[Edit January 2015: Everything in this post applies to SQL Server 2012 and 2014 still.]
This blog post is part of the monthly T-SQL Tuesday series that fellow-MVP Adam Machanic (twitter|blog) organizes. This month’s T-SQL Tuesday is being run by Michael Coles (twitter|blog) and is on the subject of reporting – see this blog post for details.
The theme of this month’s T-SQL Tuesday is LOB data so I’m going to stretch things a little and explain why LOB data makes shrink performance really suck (that’s a technical term :-)
You all know that I really don’t like data file shrinking (although it can sometimes be absolutely necessary. See these posts for my soap-box diatribes:
The way that data file shrink works is that it picks up pages from the end of the data file and tries to move them as far towards the beginning of the data file as it can. As part of doing this, it has to fix up any structures that page is part of.
For example, if the page is part of an index, there will be other pages in the index that have physical links to the page being moved – these linkages have to be fixed up. The left- and right-hand neighboring pages in the same level of the index are easy to fix, as the page being moved points to them.

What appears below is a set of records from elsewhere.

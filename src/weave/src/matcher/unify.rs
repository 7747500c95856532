use std::sync::Arc;

use crate::key::{Bindings, Constraint, ServiceType, TypeArg, TypeCatalog, TypeKind, TypeParam};

/// Binds the parameters of `pattern` so that it equals the closed `target`.
/// Returns false on a structural mismatch or a conflicting binding.
pub(crate) fn unify(pattern: &ServiceType, target: &ServiceType, bindings: &mut Bindings) -> bool {
    if pattern.name() != target.name() || pattern.arity() != target.arity() {
        return false;
    }
    pattern
        .args()
        .iter()
        .zip(target.args())
        .all(|(pattern, target)| unify_arg(pattern, target, bindings))
}

fn unify_arg(pattern: &TypeArg, target: &TypeArg, bindings: &mut Bindings) -> bool {
    match (pattern, target) {
        (TypeArg::Param(name), TypeArg::Type(target)) if target.is_closed() => {
            bindings.bind(Arc::clone(name), target.clone())
        }
        (TypeArg::Type(pattern), TypeArg::Type(target)) => unify(pattern, target, bindings),
        _ => false,
    }
}

/// Closes `pattern` against `target`: unifies them, infers the parameters
/// implied by `DerivesFrom` constraints, and checks every constraint.
///
/// Every parameter of `pattern`, of `params` and of `implementation` must
/// end up bound.
pub(crate) fn close(
    pattern: &ServiceType,
    implementation: &ServiceType,
    params: &[TypeParam],
    target: &ServiceType,
    catalog: &TypeCatalog,
) -> Option<Bindings> {
    let mut bindings = Bindings::new();
    if !unify(pattern, target, &mut bindings) {
        return None;
    }
    propagate(params, catalog, &mut bindings);

    let all_bound = pattern
        .params()
        .iter()
        .chain(implementation.params().iter())
        .all(|name| bindings.contains(name))
        && params.iter().all(|param| bindings.contains(param.name()));
    if !all_bound {
        return None;
    }

    params
        .iter()
        .all(|param| satisfies(param, &bindings, catalog))
        .then_some(bindings)
}

/// Binds parameters occurring in `DerivesFrom` targets by walking the
/// supertypes of the already bound type, until nothing changes.
fn propagate(params: &[TypeParam], catalog: &TypeCatalog, bindings: &mut Bindings) {
    loop {
        let mut changed = false;
        for param in params {
            let Some(bound) = bindings.get(param.name()).cloned() else {
                continue;
            };
            for constraint in param.constraints() {
                let Constraint::DerivesFrom(TypeArg::Type(target)) = constraint else {
                    continue;
                };
                if target.substitute(bindings).is_some() {
                    continue;
                }
                let inferred = catalog.ancestors(&bound).into_iter().find_map(|ancestor| {
                    let mut attempt = bindings.clone();
                    unify(target, &ancestor, &mut attempt).then_some(attempt)
                });
                if let Some(inferred) = inferred {
                    *bindings = inferred;
                    changed = true;
                }
            }
        }
        if !changed {
            break;
        }
    }
}

fn satisfies(param: &TypeParam, bindings: &Bindings, catalog: &TypeCatalog) -> bool {
    let Some(bound) = bindings.get(param.name()) else {
        return false;
    };
    param.constraints().iter().all(|constraint| match constraint {
        Constraint::ReferenceType => catalog.kind(bound) == Some(TypeKind::Reference),
        Constraint::ValueType => catalog.kind(bound) == Some(TypeKind::Value),
        Constraint::DefaultConstructor => catalog.is_default_constructible(bound),
        Constraint::DerivesFrom(target) => target
            .substitute(bindings)
            .is_some_and(|target| catalog.is_assignable(bound, &target)),
    })
}

#[cfg(test)]
mod tests {
    use crate::key::TypeFacts;

    use super::*;

    fn named(name: &str) -> ServiceType {
        ServiceType::named(name)
    }

    #[test]
    fn unify_binds_nested_params() {
        let pattern = named("IRepo").with_arg(named("List").with_param("T"));
        let target = named("IRepo").with_arg(named("List").with_arg(named("Entity")));
        let mut bindings = Bindings::new();
        assert!(unify(&pattern, &target, &mut bindings));
        assert_eq!(bindings.get("T"), Some(&named("Entity")));
    }

    #[test]
    fn unify_fails_on_conflicting_params() {
        let pattern = named("Pair").with_param("T").with_param("T");
        let target = named("Pair").with_arg(named("A")).with_arg(named("B"));
        assert!(!unify(&pattern, &target, &mut Bindings::new()));
    }

    #[test]
    fn close_checks_kind_constraints() {
        let mut catalog = TypeCatalog::new();
        catalog.declare(TypeFacts::reference("Entity"));
        catalog.declare(TypeFacts::value("Point"));

        let pattern = named("IRepo").with_param("T");
        let implementation = named("RepoA").with_param("T");
        let params = [TypeParam::new("T").constraint(Constraint::ReferenceType)];

        let entity = named("IRepo").with_arg(named("Entity"));
        let point = named("IRepo").with_arg(named("Point"));
        assert!(close(&pattern, &implementation, &params, &entity, &catalog).is_some());
        assert!(close(&pattern, &implementation, &params, &point, &catalog).is_none());
    }

    #[test]
    fn close_infers_params_through_derives_from() {
        let mut catalog = TypeCatalog::new();
        catalog.declare(
            TypeFacts::reference("OrderValidator")
                .supertype(named("IValidator").with_arg(named("Order"))),
        );

        // Handler<TValidator> where TValidator: IValidator<TEntity>
        let pattern = named("IHandler").with_param("TValidator");
        let implementation = named("Handler").with_param("TValidator").with_param("TEntity");
        let params = [
            TypeParam::new("TValidator").constraint(Constraint::DerivesFrom(TypeArg::Type(
                named("IValidator").with_param("TEntity"),
            ))),
            TypeParam::new("TEntity"),
        ];
        let target = named("IHandler").with_arg(named("OrderValidator"));

        let bindings = close(&pattern, &implementation, &params, &target, &catalog).unwrap();
        assert_eq!(bindings.get("TEntity"), Some(&named("Order")));
        assert_eq!(
            implementation.substitute(&bindings).unwrap().to_string(),
            "Handler<OrderValidator, Order>"
        );
    }

    #[test]
    fn close_fails_with_unbound_implementation_param() {
        let catalog = TypeCatalog::new();
        let pattern = named("IRepo").with_param("T");
        let implementation = named("RepoA").with_param("U");
        let target = named("IRepo").with_arg(named("Entity"));
        assert!(close(&pattern, &implementation, &[], &target, &catalog).is_none());
    }
}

However, the page in the next level up towards the root page in the index is more tricky, as there’s no back-link pointing up to it – a scan of the next level in the index is required to find the page that points down to the page being moved. This should be pretty fast as the index levels get much smaller pretty quickly as you move up towards the root page (the magnitude change in size depends on the fanout of the index – I explain this in the post Inside sys.dm_db_index_physical_stats).
Important point: Whenever a page is being moved and there’s some portion of a structure on the page that doesn’t have a backlink to what is pointing to it, a scan is involved.
LOB values can be stored in-row or off-row (i.e. as part of the data or index record, or in a tree of text records on different pages altogether). Legacy LOB types (text, ntext, image) are stored off-row by default. New LOB types (varchar(max), nvarchar(max), XML, varbinary(max)) are stored in-row by default, up to a maximum size of 8000 bytes as long as there is space in the record.
When a LOB value is stored off-row, there is a complex pointer stored in the data or index row (called a blob root) that contains a pointer to the physical location of the top of the tree of text records that make up the LOB value, the size of the first record being pointed at, and a timestamp (not a time, a timestamp data-type value). The text record being pointed to also contains the same timestamp.
Let’s take a look:
CREATE TABLE TextTest (c1 INT, c2 TEXT);
INSERT INTO TextTest VALUES (1, ‘a’);
Now figure out the first page in the table using DBCC IND or my sp_AllocationMetadata script, or whatever, and run DBCC PAGE on it:
DBCC TRACEON (3604);
DBCC PAGE (TestDB, 1, 737, 3);
Slot 0 Column 0 Offset 0x4 Length 4
c1 = 1
c2 = [Textpointer] Slot 0 Column 1 Offset 0xf Length 16
TextTimeStamp = 131137536 RowId = (1:152:0)
If we follow the pointer to page (1:152) and run DBCC PAGE on it, we see:
DBCC TRACEON (3604);
DBCC PAGE (foo, 1, 152, 3);
Blob row at: Page (1:152) Slot 0 Length: 84 Type: 0 (SMALL_ROOT)
Small Blob Id: 131137536 Size:1
6855C074: 61 a
Notice that the two numbers in bold match. Notice also that there’s no backlink from the off-row LOB value back to the ‘owning’ data record.
When a text page is moved by data file shrink, a table scan must be performed for each LOB value to find the ‘owning’ data record so the pointer can be updated. (If the LOB value is from an INCLUDEd column in a nonclustered index, then a similar scan must be performed of the nonclustered index. If the LOB value is lower down in the text tree for a >8000 byte LOB value, all text pages for that table or index must be scanned.)
Very slow. Very, very slow.
There’s a similar issue if DBCC CHECKDB finds an orphaned text record – it can’t tell who is supposed to own it so it has to go back and rescan all tables in its current batch to figure it out – which can make DBCC CHECKDB take a lot longer than usual too.
During SQL Server 2005 development when the new LOB types were implemented, I pushed for a backlink to alleviate these problems, but the engineering effort wasn’t worth it. So we’re stuck with it.
Yet one more reason that shrink is nasty!